-------- Supplied records --------

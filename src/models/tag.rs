//! Quality tags and their scoring tables.

use colored::Color;

/// A discrete quality indicator detected from a directory name or a
/// probed media file. Variants are listed in detection priority order.
#[derive(Debug, Clone, Copy, PartialEq, Eq)]
pub enum Tag {
    // Video encodings
    Av1,
    H265,
    H264,
    // Resolutions
    R2160p,
    R4k,
    R1080p,
    R720p,
    // Quality features
    TenBit,
    Hdr10,
    Hdr,
    DolbyVision,
    Imax,
    Repack,
    ThreeD,
}

impl Tag {
    /// Display label for the tag.
    pub fn label(self) -> &'static str {
        match self {
            Tag::Av1 => "AV1",
            Tag::H265 => "H265",
            Tag::H264 => "H264",
            Tag::R2160p => "2160p",
            Tag::R4k => "4K",
            Tag::R1080p => "1080p",
            Tag::R720p => "720p",
            Tag::TenBit => "10bit",
            Tag::Hdr10 => "HDR10",
            Tag::Hdr => "HDR",
            Tag::DolbyVision => "DV",
            Tag::Imax => "IMAX",
            Tag::Repack => "REPACK",
            Tag::ThreeD => "3D",
        }
    }

    /// Points awarded for this tag.
    pub fn score(self) -> u32 {
        match self {
            Tag::Av1 => 12,
            Tag::H265 => 10,
            Tag::H264 => 5,
            Tag::R2160p | Tag::R4k => 15,
            Tag::R1080p => 8,
            Tag::R720p => 3,
            Tag::TenBit => 5,
            Tag::Hdr10 => 12,
            Tag::Hdr => 8,
            Tag::DolbyVision => 15,
            Tag::Imax => 7,
            Tag::Repack => 2,
            Tag::ThreeD => 0,
        }
    }

    /// Whether this tag names a video encoding.
    pub fn is_encoding(self) -> bool {
        matches!(self, Tag::Av1 | Tag::H265 | Tag::H264)
    }

    /// Encoding efficiency multiplier used for adjusted-size ranking.
    /// Non-encoding tags have no effect on size.
    pub fn size_multiplier(self) -> f64 {
        match self {
            Tag::Av1 => 2.5,
            Tag::H265 => 2.0,
            _ => 1.0,
        }
    }

    /// Display color: green for high quality, yellow for middle of the
    /// road, red for low quality indicators.
    pub fn color(self) -> Color {
        match self {
            Tag::H264 | Tag::R1080p => Color::Yellow,
            Tag::R720p | Tag::ThreeD => Color::Red,
            _ => Color::Green,
        }
    }
}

--------

### What to work on
Check each line of the data above for the word "DolbyVision", then state how many lines have it. Give the number alone.

### Solved exercise
3